This model is extremely flexible in the sense that it makes it quite easy to write programs for processing natural languages, program interpretation and compilation, brute-force and symbolic computations . It also makes it easy to create a data structure (for example, a red-black tree ) once, and then apply it to many different types of objects. In contrast, COBOL-derived languages such as C have considerable difficulty with this kind of generalization, with the result that programmers have to write a huge amount of repetitive code again and again to implement the same well-known data structures and algorithms for new data types.

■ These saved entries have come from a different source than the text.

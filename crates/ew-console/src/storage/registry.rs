/*
[INPUT]:  Wallet names and ids chosen in the console
[OUTPUT]: Append-only name,id records in WALLET_IDS.txt
[POS]:    Storage layer - wallet alias registry
[UPDATE]: When the alias file format changes
*/

use std::path::{Path, PathBuf};

use tokio::fs;
use tokio::io::AsyncWriteExt;
use tracing::info;

use crate::error::{ConsoleError, Result};

const HEADER: &str = "# name,id\n";

/// One saved wallet name
#[derive(Debug, Clone, PartialEq, Eq)]
pub struct WalletAlias {
    pub name: String,
    pub id: String,
}

/// Trim a user supplied name and replace the field separator
pub fn sanitize_alias_name(raw: &str) -> String {
    raw.trim().replace(',', "_")
}

/// Flat file mapping wallet names to wallet ids
///
/// Records are never updated or removed. A missing file is an empty registry.
#[derive(Debug, Clone)]
pub struct WalletAliasRegistry {
    path: PathBuf,
}

impl WalletAliasRegistry {
    pub fn new(path: impl Into<PathBuf>) -> Self {
        Self { path: path.into() }
    }

    pub fn path(&self) -> &Path {
        &self.path
    }

    pub async fn list_aliases(&self) -> Result<Vec<WalletAlias>> {
        let content = match fs::read_to_string(&self.path).await {
            Ok(content) => content,
            Err(err) if err.kind() == std::io::ErrorKind::NotFound => return Ok(Vec::new()),
            Err(err) => return Err(err.into()),
        };
        Ok(parse_records(&content))
    }

    pub async fn is_aliased(&self, wallet_id: &str) -> Result<bool> {
        Ok(self
            .list_aliases()
            .await?
            .iter()
            .any(|alias| alias.id == wallet_id))
    }

    pub async fn find_by_name(&self, name: &str) -> Result<Option<WalletAlias>> {
        Ok(self
            .list_aliases()
            .await?
            .into_iter()
            .find(|alias| alias.name == name))
    }

    /// Append `name,id`, rejecting empty or taken names before touching the file
    pub async fn add_alias(&self, name: &str, wallet_id: &str) -> Result<WalletAlias> {
        let name = sanitize_alias_name(name);
        if name.is_empty() {
            return Err(ConsoleError::InvalidInput(
                "wallet name cannot be empty".to_string(),
            ));
        }
        let wallet_id = wallet_id.trim();
        if wallet_id.is_empty() {
            return Err(ConsoleError::InvalidInput(
                "wallet id cannot be empty".to_string(),
            ));
        }
        if self.find_by_name(&name).await?.is_some() {
            return Err(ConsoleError::AliasExists(name));
        }

        if let Some(parent) = self.path.parent() {
            fs::create_dir_all(parent).await?;
        }
        let is_new = !fs::try_exists(&self.path).await?;
        let mut file = fs::OpenOptions::new()
            .create(true)
            .append(true)
            .open(&self.path)
            .await?;
        let record = format!("{name},{wallet_id}\n");
        if is_new {
            file.write_all(HEADER.as_bytes()).await?;
        }
        file.write_all(record.as_bytes()).await?;
        file.flush().await?;

        info!(path = %self.path.display(), name = %name, wallet_id, "wallet alias saved");
        Ok(WalletAlias {
            name,
            id: wallet_id.to_string(),
        })
    }
}

fn parse_records(content: &str) -> Vec<WalletAlias> {
    content
        .strip_suffix('\n')
        .unwrap_or(content)
        .lines()
        .map(str::trim_end)
        .filter(|line| !line.is_empty() && !line.starts_with('#'))
        .filter_map(|line| {
            let (name, id) = line.split_once(',')?;
            Some(WalletAlias {
                name: name.to_string(),
                id: id.to_string(),
            })
        })
        .collect()
}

At the same time, however, this model does not cope well with memory limitations, is error prone and requires a lot of ingenuity to effectively implement. Since each object is identified only by a pointer, each object can have aliases. Each variable can be a null pointer. Since a pointer can indicate anything, type errors (when a pointer to an object of one type is stored in a variable that is expected to point to some other type) are ubiquitous, and object-graph languages traditionally use checks to shorten the debugging time. types at runtime.

In this object-graph memory model, if you have several objects of the same type, each of them will be identified by a pointer, and finding a specific attribute of an object includes navigating through the object graph, starting with this pointer. For example, if you have an Account object, then you can present it as an associative list. Then, to find its owner (an object that can be shared with other objects of accounts), you go through the list until you find a cons, whose car will be ACCOUNT-HOLDER, and take its cdr. Then, in order to find the middle name of the account holder, you may be looking for the attributes of the account holder in the vector, you get a pointer to the corresponding name, which can be either a string or a character, as in old Lisp, which has no lines. Updating the second name may include changing this line, updating the vector to point to a new line, or building a new associative list with a new account holder object, depending on whether this owner object is used with other account objects, and whether it is desirable other accounts to update the middle name too.

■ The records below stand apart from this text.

#[tokio::test]
async fn test_balance_picks_asset_from_account() {
    let (mut ctx, mocks) = wallet_context();
    mocks.transport.on(
        SdkNamespace::EmbeddedWallet,
        "getAssets",
        json!({"data": [{"id": "BTC_TEST"}, {"id": "XRP_TEST"}]}),
    );
    mocks.transport.on(SdkNamespace::EmbeddedWallet, "getBalance", json!({"total": "1"}));
    let mut prompter = ScriptedPrompter::new([
        Answer::Text("abc".to_string()),
        Answer::Text("2".to_string()),
        Answer::Choose("XRP_TEST".to_string()),
    ]);

    success(dispatch(&mut ctx, &mut prompter, Command::GetBalance).await);

    let call = &mocks.transport.calls_to("getBalance")[0];
    assert_eq!(call.params, json!({"accountId": 2, "assetId": "XRP_TEST"}));
}

#[tokio::test]
async fn test_transaction_to_end_user_wallet() {
    let (mut ctx, mocks) = wallet_context();
    ctx.set_active_wallet(Some("wallet-1".to_string()));
    mocks.transport.fail(SdkNamespace::EmbeddedWallet, "getAssets", "Unavailable", "down");
    mocks.transport.on(SdkNamespace::EmbeddedWallet, "createTransaction", json!({"id": "tx-1"}));
    let mut prompter = ScriptedPrompter::new([
        Answer::Default,
        Answer::Text("BTC_TEST".to_string()),
        Answer::Text("0.1".to_string()),
        Answer::Choose("END_USER_WALLET".to_string()),
        Answer::Default,
        Answer::Default,
    ]);

    success(dispatch(&mut ctx, &mut prompter, Command::CreateTransaction).await);

    let call = &mocks.transport.calls_to("createTransaction")[0];
    assert_eq!(
        call.params,
        json!({
            "assetId": "BTC_TEST",
            "source": {"id": "0"},
            "destination": {"type": "END_USER_WALLET", "walletId": "wallet-1", "id": "0"},
            "amount": "0.1"
        })
    );
}

#[tokio::test]
async fn test_create_and_sign_needs_device() {
    let (mut ctx, mocks) = wallet_context();
    let mut prompter = ScriptedPrompter::default();

    let failure = failure(dispatch(&mut ctx, &mut prompter, Command::CreateAndSignTransaction).await);

    assert_eq!(failure.message, "Core not initialized");
    assert!(mocks.transport.calls().is_empty());
}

Garbage collection is almost a necessity in these languages. Beginning in 1959, when McCarthy created Lisp, and until 1980, when Lieberman and Hewitt came up with the use of generations for garbage collection, programs using this memory model spent between a third and a half of their work on garbage collection. Some computers were even specially created with several processors so that the garbage collector could be run on a separate processor.

Object-graph languages made high demands on garbage collectors, not only because they prefer to create new objects rather than modify existing ones, but also because they usually have many pointers. In COBOL-derived languages, such as C and Golang, it is easier for garbage collectors to work because less large memory operations are performed there; these languages tend to modify objects instead of re-allocating memory for modified versions. And programmers, as a rule, try to use nested records where possible, rather than linking them with pointers, so pointers are found only where polymorphism is desirable, the validity of null pointers (which can be considered as a special case of polymorphism) or overlay.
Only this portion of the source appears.